Vernon went toward the sound and found the Teacher sitting in his meditation room, cross-legged on a mat, his eyes closed. He opened them but did not rise. Vernon stood, waiting respectfully. The Teacher’s fit, handsome figure was draped in a simple robe of undyed linen. A fringe of long gray hair, combed straight down, fell from a small bald spot, giving him a Leonardo da Vinci look. Astute blue eyes crinkled under strongly arched orbital ridges carved out of the broad dome of his forehead. A trimmed salt-and-pepper beard completed the face. When he spoke his voice was soft and resonant, underlain by a pleasing bed of gravel, with a faint Brooklyn accent that stamped him as a man of humble origins. He was about sixty — no one knew his exact age. Formerly a professor of philosophy at Berkeley named Art Brewer, he had renounced tenure to retreat into a life of the spirit. Here, at the Ashram, he had founded a community devoted to prayer, meditation, and spiritual growth. It was pleasantly nondenominational, loosely based on Buddhism, but without the excessive discipline, intellectualism, celibacy, and fatalism that tended to mar that particular religious tradition. Rather, the Ashram was a beautiful retreat in a lovely location, where under the gentle guidance of the Teacher each worshiped in his own way, at a cost of seven hundred dollars per week, room and board included.

“Sit down,” the Teacher said.

Vernon sat.

“How can I help you?”

“It’s about my father.”

The Teacher listened.

Vernon collected his thoughts and took a breath. He told the Teacher about his father’s cancer, the inheritance, the challenge to find his tomb. When he finished there was a long silence. Vernon wondered if the Teacher would tell him to forgo the inheritance. He remembered the Teacher’s many negative comments about the evil effects of money.
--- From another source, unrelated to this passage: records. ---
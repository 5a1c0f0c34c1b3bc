// ── External collaborators ──
//
// Everything the repository consults but does not own: time, storage,
// permissions, the credential key store, SIM identity, the last-resort
// watchdog, and lifecycle listeners. All calls are synchronous and must
// not block; implementations hand slow work off elsewhere.

use std::collections::BTreeMap;
use std::time::Instant;

use serde::{Deserialize, Serialize};

use crate::error::CoreError;
use crate::model::{MacAddress, NetworkId, NetworkProfile, Uid, UserId};
use crate::selection::DisableReason;

// ── Clock ───────────────────────────────────────────────────────────

pub trait Clock: Send + Sync {
    /// Monotonic milliseconds since an arbitrary fixed point (boot).
    fn elapsed_millis(&self) -> u64;
    /// Milliseconds since the Unix epoch.
    fn wall_clock_millis(&self) -> i64;
}

/// Real clock: monotonic time from process start, wall time from the OS.
#[derive(Debug)]
pub struct SystemClock {
    start: Instant,
}

impl SystemClock {
    pub fn new() -> Self {
        Self {
            start: Instant::now(),
        }
    }
}

impl Default for SystemClock {
    fn default() -> Self {
        Self::new()
    }
}

impl Clock for SystemClock {
    fn elapsed_millis(&self) -> u64 {
        u64::try_from(self.start.elapsed().as_millis()).unwrap_or(u64::MAX)
    }

    fn wall_clock_millis(&self) -> i64 {
        chrono::Utc::now().timestamp_millis()
    }
}

// ── Persistence ─────────────────────────────────────────────────────

/// Everything the shared and current-user partitions hold.
#[derive(Debug, Clone, Default, PartialEq, Eq, Serialize, Deserialize)]
#[serde(default)]
pub struct StoreData {
    pub shared: Vec<NetworkProfile>,
    pub user: Vec<NetworkProfile>,
    /// Quoted SSID -> wall-clock millis of the deletion.
    pub deleted_ephemeral_ssids: BTreeMap<String, i64>,
    /// Config key -> persistent randomized MAC.
    pub randomized_macs: BTreeMap<String, MacAddress>,
}

/// What a per-user partition holds.
#[derive(Debug, Clone, Default, PartialEq, Eq, Serialize, Deserialize)]
#[serde(default)]
pub struct UserStoreData {
    pub profiles: Vec<NetworkProfile>,
    pub deleted_ephemeral_ssids: BTreeMap<String, i64>,
}

/// Durable storage for profiles. Format and atomicity are the gateway's
/// business.
pub trait PersistenceGateway: Send + Sync {
    fn are_stores_present(&self) -> bool;

    /// First read after construction. Missing stores yield empty data.
    fn read(&mut self) -> Result<StoreData, CoreError>;

    /// Persist both partitions. `buffered` only affects batching.
    fn write(&mut self, data: StoreData, buffered: bool) -> Result<(), CoreError>;

    /// Point the user partition at `user` without reading it.
    fn set_user_stores(&mut self, user: UserId);

    fn switch_user_stores_and_read(&mut self, user: UserId) -> Result<UserStoreData, CoreError>;
}

// ── Permissions ─────────────────────────────────────────────────────

/// Which administrative identity `is_profile_or_device_owner` asks about.
#[derive(Debug, Clone, Copy, PartialEq, Eq)]
pub enum OwnerPolicy {
    /// Only the device owner.
    DeviceOwner,
    /// A profile owner or the device owner.
    ProfileOwner,
}

pub trait PermissionOracle: Send + Sync {
    fn check_network_settings_permission(&self, uid: Uid) -> bool;
    fn check_network_setup_wizard_permission(&self, uid: Uid) -> bool;
    fn is_profile_or_device_owner(&self, uid: Uid, policy: OwnerPolicy) -> bool;

    fn is_system_ui(&self, _uid: Uid) -> bool {
        false
    }

    fn is_user_unlocked(&self, _user: UserId) -> bool {
        true
    }

    /// Whether profiles created by the device owner are locked against
    /// everyone else.
    fn device_owner_configs_lockdown(&self) -> bool {
        false
    }
}

// ── Credentials ─────────────────────────────────────────────────────

/// Installs enterprise certificates and keys for a profile.
pub trait KeyStore: Send + Sync {
    fn update_network_keys(
        &mut self,
        profile: &NetworkProfile,
        existing: Option<&NetworkProfile>,
    ) -> Result<(), CoreError>;
}

/// A key store with nothing to install.
#[derive(Debug, Default)]
pub struct NoopKeyStore;

impl KeyStore for NoopKeyStore {
    fn update_network_keys(
        &mut self,
        _profile: &NetworkProfile,
        _existing: Option<&NetworkProfile>,
    ) -> Result<(), CoreError> {
        Ok(())
    }
}

/// Derives an EAP identity from the SIM for PEAP-wrapped SIM profiles.
pub trait SimIdentityProvider: Send + Sync {
    fn sim_identity(&self, profile: &NetworkProfile) -> Option<String>;
}

#[derive(Debug, Default)]
pub struct NoSimIdentity;

impl SimIdentityProvider for NoSimIdentity {
    fn sim_identity(&self, _profile: &NetworkProfile) -> Option<String> {
        None
    }
}

// ── Watchdog ────────────────────────────────────────────────────────

pub trait LastResortWatchdog: Send + Sync {
    /// When true, the current association-rejection report is not counted.
    fn should_ignore_ssid_update(&self) -> bool;
}

#[derive(Debug, Default)]
pub struct NeverIgnore;

impl LastResortWatchdog for NeverIgnore {
    fn should_ignore_ssid_update(&self) -> bool {
        false
    }
}

// ── MAC generation ──────────────────────────────────────────────────

/// Produces a persistent randomized MAC for a profile identity.
pub trait MacGenerator: Send + Sync {
    fn generate(&self, config_key: &str) -> Option<MacAddress>;
}

// ── Listeners ───────────────────────────────────────────────────────

/// Lifecycle callbacks, fired for saved profiles only.
pub trait SavedNetworkListener: Send + Sync {
    fn on_saved_network_added(&self, _id: NetworkId) {}
    fn on_saved_network_updated(&self, _id: NetworkId) {}
    fn on_saved_network_removed(&self, _id: NetworkId) {}
    fn on_saved_network_enabled(&self, _id: NetworkId) {}
    fn on_saved_network_temporarily_disabled(&self, _id: NetworkId, _reason: DisableReason) {}
    fn on_saved_network_permanently_disabled(&self, _id: NetworkId, _reason: DisableReason) {}
}
// ── Enable / disable ────────────────────────────────────────────────

#[test]
fn enable_with_disable_others() {
    let mut h = harness().build();
    let a = h
        .repo
        .add_or_update_network(ProfileDraft::open("a"), APP, None)
        .unwrap()
        .network_id;
    let b = h
        .repo
        .add_or_update_network(ProfileDraft::open("b"), APP, None)
        .unwrap()
        .network_id;
    h.repo.enable_network(b, false, APP).unwrap();
    h.clock.advance(1_000);

    h.repo.enable_network(a, true, APP).unwrap();
    assert_eq!(h.repo.last_selected_network_id(), a);
    assert_eq!(h.repo.last_selected_network_config_key(), Some("\"a\"NONE"));
    assert_eq!(h.repo.last_selected_time_ms(), Some(1_000));

    let a_profile = h.repo.configured_network_with_password(a).unwrap();
    let b_profile = h.repo.configured_network_with_password(b).unwrap();
    assert_eq!(a_profile.status, NetworkStatus::Enabled);
    assert_eq!(b_profile.status, NetworkStatus::Disabled);
}

#[test]
fn unauthorized_enable_still_records_last_selection() {
    let mut h = harness().build();
    let id = h
        .repo
        .add_or_update_network(ProfileDraft::open("a"), APP, None)
        .unwrap()
        .network_id;

    assert!(h.repo.enable_network(id, false, OTHER_APP).is_err());
    assert_eq!(h.repo.last_selected_network_id(), id);
    assert_eq!(
        h.repo.configured_network_with_password(id).unwrap().status,
        NetworkStatus::Disabled
    );

    assert!(h.repo.disable_network(id, OTHER_APP).is_err());
    assert_eq!(h.repo.last_selected_network_id(), NetworkId::INVALID);
}

#[test]
fn disable_is_permanent_by_user() {
    let mut h = harness().build();
    let id = h
        .repo
        .add_or_update_network(ProfileDraft::open("a"), APP, None)
        .unwrap()
        .network_id;
    h.listener.take();

    h.repo.disable_network(id, APP).unwrap();
    let profile = h.repo.configured_network_with_password(id).unwrap();
    assert!(profile.selection.is_permanently_disabled());
    assert_eq!(
        profile.selection.disable_reason(),
        Some(wlanstore_core::DisableReason::ByWifiManager)
    );
    assert_eq!(h.listener.take(), vec!["perm_disabled(by_wifi_manager):0".to_owned()]);

    h.repo.enable_network(id, false, APP).unwrap();
    assert!(
        h.repo
            .configured_network_with_password(id)
            .unwrap()
            .selection
            .is_enabled()
    );
}

// ── Dump ────────────────────────────────────────────────────────────

#[test]
fn dump_masks_credentials_only() {
    let mut h = harness().build();
    h.repo
        .add_or_update_network(ProfileDraft::psk("home", "password1"), APP, None)
        .unwrap();
    let cafe = h
        .repo
        .add_or_update_network(ProfileDraft::open("cafe"), APP, None)
        .unwrap()
        .network_id;
    h.repo.enable_network(cafe, false, APP).unwrap();

    let dump = h.repo.dump();
    let text = dump
        .profiles
        .iter()
        .map(|p| {
            format!(
                "{} {} psk={} mac={} status={}",
                p.network_id,
                p.config_key(),
                p.pre_shared_key.as_ref().map_or("-", Credential::expose),
                p.randomized_mac,
                p.status,
            )
        })
        .collect::<Vec<_>>()
        .join("\n");
    insta::assert_snapshot!(text, @r#"
    0 "home"WPA_PSK psk=* mac=02:11:22:33:44:01 status=disabled
    1 "cafe"NONE psk=- mac=02:11:22:33:44:02 status=enabled
    "#);

    assert_eq!(dump.next_network_id, 2);
    assert_eq!(dump.last_selected.unwrap().network_id, cafe);
    assert!(dump.loaded);
}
“Let’s have tea,” said the Teacher, his voice exceptionally tender, placing his gentle hand on Vernon’s elbow. They sat and he called for tea, which was brought in by the girl with the braid. They sipped silently, and then the Teacher asked, “How much, exactly, is this inheritance worth?”

“I figure that after taxes my share would probably be worth a hundred million.”

The Teacher seemed to take a very long sip of tea, and another. If the sum surprised him he didn’t show it. “Let us meditate.”

Vernon, too, closed his eyes. He had trouble concentrating on his mantra, feeling agitated by the questions facing him, which only seemed to grow more complex as he thought about them. One hundred million dollars. One hundred million dollars. The phrase, not dissimilar in sound from the mantra, got tangled up with his meditating, preventing him from achieving either peace or internal silence. One hundred million. Om mani padme hum. One hundred million.

It was a relief when the Teacher raised his head. He took Vernon’s hands and enclosed them within his own. His blue eyes were unusually bright.

“Few are given the opportunity that you have been given, Vernon. You must not let this opportunity pass you by.”

“How so?”

The Teacher stood and spoke with power and resonance in his voice. “We need to recover that inheritance. We need to recover it now.”